There is a Children’s Zoo at Battersea Park. I had visited this zoo as a child, as a moody teenager and as a young parent. I hadn’t been back for 20 years until this week. As I walked around with my grandson, I was aware that something was missing: the staff in green wellies were still there; the ugly, scary monkeys were still there and the donkeys were still grazing (or whatever it is that donkeys do) but as I looked around at all parents – I noticed that there was not one of my own socio-economic group to be seen: not one working class family in sight.
As a child, I was used to sharing the area with the “gentry” as my mother called them. I was always aware that Battersea was split into two groups: the left hand side of Battersea Park Road, for instance, housed “us” and the right hand side of the road housed “them”. We didn’t begrudge them, indeed we were very grateful that they were there: they made the shops up their game and there was always cleaning jobs to be had in the Mansions in Prince of Wales Drive (even Princess Diana was a Nanny there) and we grew used to seeing famous people at the 137 Bus Stop.
However, the park was always the leveller – us scruffy kids, with hair cut short to reduce the Nit potential , played alongside the posh kids with long hair (it always puzzled me that….). The Zoo too was full of squeals that carried no accent – my squeal of delight at the talking Myna bird was the same as the child from the Mansions. But, it seems, no more – perhaps the exhorbitant entrance fee is to blame (apparently there is also a charge of £2.50 to use the swings in the playground but I can’t bear to check the story out in case its true).
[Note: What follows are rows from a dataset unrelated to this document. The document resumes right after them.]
//! Reader lifecycle state machine
//!
//! ```text
//! Uninitialized ──> Initializing ──> Ready ──> Deinitializing ──> Uninitialized
//!       ▲                │                           │
//!       │                ▼                           ▼
//!       └── Deinitializing <──────── Failed <────────┘
//!                                      │
//!                                      └──> Initializing (retry)
//! ```

use std::fmt;

use core_runtime::events::{BridgeEvent, EventBus};
use serde::{Deserialize, Serialize};
use tokio::sync::watch;
use tracing::{debug, info, warn};

use crate::error::{CoreError, Result};

#[derive(Debug, Clone, Copy, Default, PartialEq, Eq, Hash, Serialize, Deserialize)]
pub enum ReaderState {
    #[default]
    Uninitialized,
    Initializing,
    Ready,
    Deinitializing,
    /// A transition failed on a collaborator error. Leave with
    /// `deinitTagReader` or retry `initTagReader`.
    Failed,
}

impl ReaderState {
    pub fn as_str(self) -> &'static str {
        match self {
            ReaderState::Uninitialized => "Uninitialized",
            ReaderState::Initializing => "Initializing",
            ReaderState::Ready => "Ready",
            ReaderState::Deinitializing => "Deinitializing",
            ReaderState::Failed => "Failed",
        }
    }

    pub fn is_ready(self) -> bool {
        self == ReaderState::Ready
    }

    /// Set only while a transition task holds the lock.
    pub fn is_transient(self) -> bool {
        matches!(self, ReaderState::Initializing | ReaderState::Deinitializing)
    }

    pub fn can_transition_to(self, next: ReaderState) -> bool {
        use ReaderState::*;

        matches!(
            (self, next),
            (Uninitialized, Initializing)
                | (Failed, Initializing)
                | (Initializing, Ready)
                | (Initializing, Failed)
                | (Ready, Deinitializing)
                | (Failed, Deinitializing)
                | (Deinitializing, Uninitialized)
                | (Deinitializing, Failed)
        )
    }
}

impl fmt::Display for ReaderState {
    fn fmt(&self, f: &mut fmt::Formatter<'_>) -> fmt::Result {
        f.write_str(self.as_str())
    }
}

/// Current state plus its observers.
pub(crate) struct Lifecycle {
    state: watch::Sender<ReaderState>,
    events: EventBus,
}

impl Lifecycle {
    pub(crate) fn new(events: EventBus) -> Self {
        let (state, _) = watch::channel(ReaderState::Uninitialized);
        Self { state, events }
    }

    pub(crate) fn current(&self) -> ReaderState {
        *self.state.borrow()
    }

    pub(crate) fn watch(&self) -> watch::Receiver<ReaderState> {
        self.state.subscribe()
    }

    /// Moves to `next`, returning the previous state.
    pub(crate) fn transition(&self, next: ReaderState) -> Result<ReaderState> {
        let previous = self.current();
        if !previous.can_transition_to(next) {
            return Err(CoreError::Runtime(core_runtime::Error::Internal(format!(
                "invalid reader transition {} -> {}",
                previous, next
            ))));
        }

        self.state.send_replace(next);
        match next {
            ReaderState::Failed => warn!(from = %previous, "Tag reader failed"),
            state if state.is_transient() => {
                debug!(from = %previous, to = %next, "Tag reader state changed")
            }
            _ => info!(from = %previous, to = %next, "Tag reader state changed"),
        }

        let event = BridgeEvent::ReaderStateChanged {
            previous: previous.to_string(),
            current: next.to_string(),
        };
        if self.events.emit(event).is_err() {
            debug!("No host receiver for state change");
        }

        Ok(previous)
    }
}

#[cfg(test)]
mod tests {
    use super::*;

    #[test]
    fn test_allowed_transitions() {
        use ReaderState::*;

        assert!(Uninitialized.can_transition_to(Initializing));
        assert!(Initializing.can_transition_to(Ready));
        assert!(Ready.can_transition_to(Deinitializing));
        assert!(Deinitializing.can_transition_to(Uninitialized));
        assert!(Failed.can_transition_to(Initializing));
        assert!(Failed.can_transition_to(Deinitializing));

        assert!(!Uninitialized.can_transition_to(Ready));
        assert!(!Ready.can_transition_to(Initializing));
        assert!(!Ready.can_transition_to(Uninitialized));
        assert!(!Failed.can_transition_to(Ready));
    }

    #[tokio::test]
    async fn test_transition_notifies_watchers_and_bus() {
        let bus = EventBus::new(8);
        let mut events = bus.subscribe();
        let lifecycle = Lifecycle::new(bus);
        let mut watcher = lifecycle.watch();

        let previous = lifecycle.transition(ReaderState::Initializing).unwrap();
        assert_eq!(previous, ReaderState::Uninitialized);

        watcher.changed().await.unwrap();
        assert_eq!(*watcher.borrow(), ReaderState::Initializing);

        let event = events.recv().await.unwrap();
        assert_eq!(
            event,
            BridgeEvent::ReaderStateChanged {
                previous: "Uninitialized".to_string(),
                current: "Initializing".to_string(),
            }
        );
    }

    #[test]
    fn test_transient_states() {
        assert!(ReaderState::Initializing.is_transient());
        assert!(ReaderState::Deinitializing.is_transient());
        assert!(!ReaderState::Uninitialized.is_transient());
        assert!(!ReaderState::Ready.is_transient());
        assert!(!ReaderState::Failed.is_transient());
    }

    #[test]
    fn test_invalid_transition_rejected() {
        let lifecycle = Lifecycle::new(EventBus::new(8));
        let err = lifecycle.transition(ReaderState::Ready).unwrap_err();

        assert!(matches!(err, CoreError::Runtime(_)));
        assert_eq!(lifecycle.current(), ReaderState::Uninitialized);
    }
}
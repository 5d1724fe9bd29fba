//! # Sensor Tag Schema
//!
//! Wire shapes exchanged between the host application, the bridge core and the
//! tag hardware service.
//!
//! ## Overview
//!
//! - [`config`]: measurement, temperature, humidity and accelerometer settings
//!   with validation predicates
//! - [`reading`]: timestamped sensor samples and the partitioned
//!   [`SensorData`](reading::SensorData) batch returned by `getData`
//! - [`tag`]: the [`TagInfo`](tag::TagInfo) snapshot taken when a tag connects
//!
//! Every type serializes to camelCase JSON so the same values can cross the
//! host bridge unchanged. Validation is pure: nothing in this crate performs
//! I/O.

pub mod config;
pub mod error;
pub mod reading;
pub mod tag;

pub use config::{
    AccelerometerConfig, HumidityConfig, MeasurementConfig, ShakeThresholds, ShockThresholds,
    TagConfiguration, TemperatureConfig, TiltThresholds, VibrationThresholds,
};
pub use error::ValidationError;
pub use reading::{
    AccelerometerReading, EventReading, HumidityReading, ReadingKind, SensorData, SensorReading,
    TemperatureReading,
};
pub use tag::TagInfo;
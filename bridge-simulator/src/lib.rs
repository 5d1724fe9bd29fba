//! # Simulated Tag Hardware
//!
//! Default implementation of the tag hardware bridge for desktop builds,
//! demos and tests, where no NFC reader is attached.
//!
//! ## Overview
//!
//! [`SimulatedTagService`] implements
//! [`TagHardwareService`](bridge_traits::TagHardwareService) against
//! in-memory state:
//! - a stored [`TagConfiguration`](core_schema::TagConfiguration), initially
//!   the factory default (60 s interval, 0 s delay, 3600 s running time,
//!   -10..50 °C)
//! - a buffer of readings, seeded with two temperature samples
//! - optional automatic presence events after a session opens: a connect
//!   after one second, a disconnect after three
//!
//! Tests drive presence manually with
//! [`simulate_connect`](SimulatedTagService::simulate_connect) /
//! [`simulate_disconnect`](SimulatedTagService::simulate_disconnect) and make
//! `open_session` fail with
//! [`set_available(false)`](SimulatedTagService::set_available).
//!
//! ## Usage
//!
//! ```ignore
//! use bridge_simulator::{SimulatedTagService, SimulatorConfig};
//! use std::sync::Arc;
//!
//! let service = Arc::new(SimulatedTagService::new(
//!     SimulatorConfig::default().with_auto_events(false),
//! ));
//! let config = core_runtime::config::BridgeConfig::builder()
//!     .tag_service(service.clone())
//!     .build()?;
//! ```

mod simulator;

pub use simulator::{SimulatedTagService, SimulatorConfig, SimulatorStats};
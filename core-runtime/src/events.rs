//! # Host Event Bus
//!
//! Out-of-band event channel from the bridge core to the host runtime, built
//! on `tokio::sync::broadcast`.
//!
//! ## Overview
//!
//! Presence events reach Rust listeners through the
//! [`EventDispatcher`](crate::dispatcher::EventDispatcher). Listeners
//! registered through the host boundary (`addTagConnectedListener` and
//! friends) cannot hold a Rust closure, so their deliveries are turned into
//! [`BridgeEvent`] values and published here. The host adapter drains an
//! [`EventStream`] and forwards each event under its [`BridgeEvent::name`].
//!
//! ```text
//! ┌──────────────┐  deliver  ┌──────────────┐  emit   ┌──────────┐  recv  ┌──────────────┐
//! │  Dispatcher  ├──────────>│  forwarder   ├────────>│ EventBus ├───────>│ host adapter │
//! └──────────────┘           │ (per sub id) │         └──────────┘        └──────────────┘
//!                            └──────────────┘
//! ```
//!
//! ## Usage
//!
//! ```rust
//! use core_runtime::events::{BridgeEvent, EventBus};
//! use core_runtime::subscriptions::SubscriptionId;
//!
//! # #[tokio::main]
//! # async fn main() {
//! let bus = EventBus::new(100);
//! let mut receiver = bus.subscribe();
//!
//! bus.emit(BridgeEvent::TagDisconnected {
//!     subscription_id: SubscriptionId::from(2),
//! })
//! .ok();
//!
//! let event = receiver.recv().await.unwrap();
//! assert_eq!(event.name(), "tagDisconnected");
//! # }
//! ```
//!
//! ## Error Handling
//!
//! - **`RecvError::Lagged(n)`**: the host adapter fell behind and missed `n`
//!   events. Non-fatal; later events still arrive.
//! - **`RecvError::Closed`**: the bus was dropped, the service is gone.

use bridge_traits::tag::EventKind;
use core_schema::TagInfo;
use serde::{Deserialize, Serialize};
use std::fmt;
use tokio::sync::broadcast;

use crate::subscriptions::SubscriptionId;

pub use tokio::sync::broadcast::error::{RecvError, SendError};
pub use tokio::sync::broadcast::Receiver;

/// Default buffer size for the host event channel.
pub const DEFAULT_EVENT_BUFFER_SIZE: usize = 100;

// ============================================================================
// Bridge Event Types
// ============================================================================

/// Event published to the host runtime.
#[derive(Debug, Clone, Serialize, Deserialize, PartialEq, Eq)]
#[serde(tag = "type", rename_all = "camelCase")]
pub enum BridgeEvent {
    /// A tag connected; delivered once per host connected-listener.
    #[serde(rename_all = "camelCase")]
    TagConnected {
        subscription_id: SubscriptionId,
        tag_info: TagInfo,
    },
    /// The tag disconnected; delivered once per host disconnected-listener.
    #[serde(rename_all = "camelCase")]
    TagDisconnected { subscription_id: SubscriptionId },
    /// The reader lifecycle moved to another state.
    #[serde(rename_all = "camelCase")]
    ReaderStateChanged { previous: String, current: String },
}

impl BridgeEvent {
    /// Event name used by the host event emitter.
    pub fn name(&self) -> &'static str {
        match self {
            BridgeEvent::TagConnected { .. } => "tagConnected",
            BridgeEvent::TagDisconnected { .. } => "tagDisconnected",
            BridgeEvent::ReaderStateChanged { .. } => "readerStateChanged",
        }
    }

    /// Presence kind carried by the event, if it is a presence event.
    pub fn event_kind(&self) -> Option<EventKind> {
        match self {
            BridgeEvent::TagConnected { .. } => Some(EventKind::TagConnected),
            BridgeEvent::TagDisconnected { .. } => Some(EventKind::TagDisconnected),
            BridgeEvent::ReaderStateChanged { .. } => None,
        }
    }

    /// Subscription a presence event was delivered for.
    pub fn subscription_id(&self) -> Option<SubscriptionId> {
        match self {
            BridgeEvent::TagConnected {
                subscription_id, ..
            }
            | BridgeEvent::TagDisconnected { subscription_id } => Some(*subscription_id),
            BridgeEvent::ReaderStateChanged { .. } => None,
        }
    }
}

// ============================================================================
// Event Bus
// ============================================================================

/// Broadcast channel of [`BridgeEvent`]s.
///
/// Cloning the bus yields another producer on the same channel.
#[derive(Clone)]
pub struct EventBus {
    sender: broadcast::Sender<BridgeEvent>,
}

impl EventBus {
    /// Creates a bus buffering up to `capacity` events per receiver.
    ///
    /// A receiver that falls further behind gets `RecvError::Lagged`.
    pub fn new(capacity: usize) -> Self {
        let (sender, _) = broadcast::channel(capacity);
        Self { sender }
    }

    /// Publishes an event to every receiver.
    ///
    /// Returns the number of receivers, or an error when there are none.
    pub fn emit(&self, event: BridgeEvent) -> Result<usize, SendError<BridgeEvent>> {
        self.sender.send(event)
    }

    /// New receiver of all future events. Past events are not replayed.
    pub fn subscribe(&self) -> Receiver<BridgeEvent> {
        self.sender.subscribe()
    }

    pub fn subscriber_count(&self) -> usize {
        self.sender.receiver_count()
    }
}

impl Default for EventBus {
    fn default() -> Self {
        Self::new(DEFAULT_EVENT_BUFFER_SIZE)
    }
}

impl fmt::Debug for EventBus {
    fn fmt(&self, f: &mut fmt::Formatter<'_>) -> fmt::Result {
        f.debug_struct("EventBus")
            .field("subscriber_count", &self.subscriber_count())
            .finish()
    }
}

// ============================================================================
// Event Stream Wrapper
// ============================================================================

type EventFilter = Box<dyn Fn(&BridgeEvent) -> bool + Send + Sync>;

/// A `broadcast::Receiver` with optional filtering.
///
/// ```rust
/// use core_runtime::events::{BridgeEvent, EventBus, EventStream};
///
/// let bus = EventBus::new(100);
/// let presence_only = EventStream::new(bus.subscribe())
///     .filter(|event| event.event_kind().is_some());
/// ```
pub struct EventStream {
    receiver: Receiver<BridgeEvent>,
    filter: Option<EventFilter>,
}

impl EventStream {
    pub fn new(receiver: Receiver<BridgeEvent>) -> Self {
        Self {
            receiver,
            filter: None,
        }
    }

    /// Only events matching `predicate` are returned by `recv()`.
    pub fn filter<F>(mut self, predicate: F) -> Self
    where
        F: Fn(&BridgeEvent) -> bool + Send + Sync + 'static,
    {
        self.filter = Some(Box::new(predicate));
        self
    }

    /// Receives the next event that passes the filter.
    ///
    /// # Errors
    ///
    /// Returns `RecvError::Lagged(n)` if the stream fell behind by `n` events
    /// and `RecvError::Closed` once the bus is gone.
    pub async fn recv(&mut self) -> Result<BridgeEvent, RecvError> {
        loop {
            let event = self.receiver.recv().await?;

            let Some(filter) = &self.filter else {
                return Ok(event);
            };

            if filter(&event) {
                return Ok(event);
            }
        }
    }

    /// Receives without waiting. `None` when nothing is queued.
    pub fn try_recv(&mut self) -> Option<Result<BridgeEvent, RecvError>> {
        loop {
            match self.receiver.try_recv() {
                Ok(event) => {
                    let Some(filter) = &self.filter else {
                        return Some(Ok(event));
                    };

                    if filter(&event) {
                        return Some(Ok(event));
                    }
                }
                Err(broadcast::error::TryRecvError::Empty) => return None,
                Err(broadcast::error::TryRecvError::Lagged(n)) => {
                    return Some(Err(RecvError::Lagged(n)))
                }
                Err(broadcast::error::TryRecvError::Closed) => return Some(Err(RecvError::Closed)),
            }
        }
    }
}

impl fmt::Debug for EventStream {
    fn fmt(&self, f: &mut fmt::Formatter<'_>) -> fmt::Result {
        f.debug_struct("EventStream")
            .field("has_filter", &self.filter.is_some())
            .finish()
    }
}

// ============================================================================
// Tests
// ============================================================================
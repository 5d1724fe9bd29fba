use std::fmt;
use std::path::PathBuf;

use bridge_traits::BridgeError;
use core_schema::ValidationError;
use serde::{Deserialize, Serialize};
use thiserror::Error;

use crate::lifecycle::ReaderState;

/// Host-facing operation, named as the host bridge names it.
#[derive(Debug, Clone, Copy, PartialEq, Eq, Hash)]
pub enum Operation {
    InitTagReader,
    DeinitTagReader,
    SetConfig,
    GetConfig,
    GetData,
}

impl Operation {
    pub fn as_str(self) -> &'static str {
        match self {
            Operation::InitTagReader => "initTagReader",
            Operation::DeinitTagReader => "deinitTagReader",
            Operation::SetConfig => "setConfig",
            Operation::GetConfig => "getConfig",
            Operation::GetData => "getData",
        }
    }
}

impl fmt::Display for Operation {
    fn fmt(&self, f: &mut fmt::Formatter<'_>) -> fmt::Result {
        f.write_str(self.as_str())
    }
}

#[derive(Error, Debug)]
pub enum InitError {
    #[error("Tag library files missing in {}: {}", dir.display(), missing.join(", "))]
    ResourcesMissing { dir: PathBuf, missing: Vec<String> },

    #[error("Reader session could not be opened: {0}")]
    Collaborator(#[source] BridgeError),

    #[error("Event delivery could not start: {0}")]
    Runtime(#[source] core_runtime::Error),
}

#[derive(Error, Debug)]
pub enum CoreError {
    #[error(transparent)]
    Validation(#[from] ValidationError),

    #[error("{operation} requires an initialized reader (state: {state})")]
    NotReady {
        operation: Operation,
        state: ReaderState,
    },

    #[error("Reader initialization failed: {0}")]
    Init(#[from] InitError),

    #[error("Reader deinitialization failed: {0}")]
    Deinit(#[source] BridgeError),

    #[error("{operation} failed: {source}")]
    Collaborator {
        operation: Operation,
        #[source]
        source: BridgeError,
    },

    #[error("Runtime error: {0}")]
    Runtime(#[from] core_runtime::Error),
}

impl CoreError {
    /// Rejection code reported to the host.
    pub fn code(&self) -> &'static str {
        match self {
            CoreError::Validation(_) => "validation_error",
            CoreError::NotReady { .. } => "not_ready",
            CoreError::Init(InitError::ResourcesMissing { .. }) => "library_not_found",
            CoreError::Init(_) => "init_error",
            CoreError::Deinit(_) => "deinit_error",
            CoreError::Collaborator { operation, .. } => match operation {
                Operation::InitTagReader => "init_error",
                Operation::DeinitTagReader => "deinit_error",
                Operation::SetConfig => "set_config_error",
                Operation::GetConfig => "get_config_error",
                Operation::GetData => "get_data_error",
            },
            CoreError::Runtime(_) => "runtime_error",
        }
    }

    pub(crate) fn collaborator(operation: Operation) -> impl FnOnce(BridgeError) -> Self {
        move |source| CoreError::Collaborator { operation, source }
    }
}

/// Serializable rejection handed to the host bridge.
#[derive(Debug, Clone, PartialEq, Eq, Serialize, Deserialize)]
pub struct HostError {
    pub code: String,
    pub message: String,
}

impl From<&CoreError> for HostError {
    fn from(error: &CoreError) -> Self {
        Self {
            code: error.code().to_string(),
            message: error.to_string(),
        }
    }
}

pub type Result<T> = std::result::Result<T, CoreError>;

#[cfg(test)]
mod tests {
    use super::*;

    #[test]
    fn test_error_codes() {
        let missing = CoreError::from(InitError::ResourcesMissing {
            dir: PathBuf::from("/opt/tag-reader"),
            missing: vec!["Msg.dll".to_string(), "Ndef.dll".to_string()],
        });
        assert_eq!(missing.code(), "library_not_found");
        assert_eq!(
            missing.to_string(),
            "Reader initialization failed: Tag library files missing in /opt/tag-reader: Msg.dll, Ndef.dll"
        );

        let open = CoreError::from(InitError::Collaborator(BridgeError::NotAvailable(
            "NFC disabled".to_string(),
        )));
        assert_eq!(open.code(), "init_error");

        let not_ready = CoreError::NotReady {
            operation: Operation::GetData,
            state: ReaderState::Uninitialized,
        };
        assert_eq!(not_ready.code(), "not_ready");
        assert!(not_ready.to_string().starts_with("getData requires"));

        let pull = CoreError::collaborator(Operation::GetData)(BridgeError::TagNotPresent(
            "no tag in field".to_string(),
        ));
        assert_eq!(pull.code(), "get_data_error");

        let write = CoreError::collaborator(Operation::SetConfig)(BridgeError::Communication(
            "CRC mismatch".to_string(),
        ));
        assert_eq!(write.code(), "set_config_error");

        let read = CoreError::collaborator(Operation::GetConfig)(BridgeError::Communication(
            "timeout".to_string(),
        ));
        assert_eq!(read.code(), "get_config_error");

        let deinit = CoreError::Deinit(BridgeError::OperationFailed("busy".to_string()));
        assert_eq!(deinit.code(), "deinit_error");

        let invalid = CoreError::from(ValidationError::new("measurementConfig.interval", "must be > 0"));
        assert_eq!(invalid.code(), "validation_error");
    }

    #[test]
    fn test_host_error() {
        let error = CoreError::NotReady {
            operation: Operation::SetConfig,
            state: ReaderState::Failed,
        };
        let host = HostError::from(&error);
        assert_eq!(host.code, "not_ready");
        assert_eq!(host.message, "setConfig requires an initialized reader (state: Failed)");
    }
}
I am not blaming the middle-class mothers who can afford to take their child to the Zoo – I am just sad that so many kids from the towering blocks on the Charlotte Despard estate will not be joining them. Its not only on the education front that working class children are bereft of opportunities – seeing nature up close and petting an animal should at least be an experience that isn’t curtailed by socio-economic circumstances.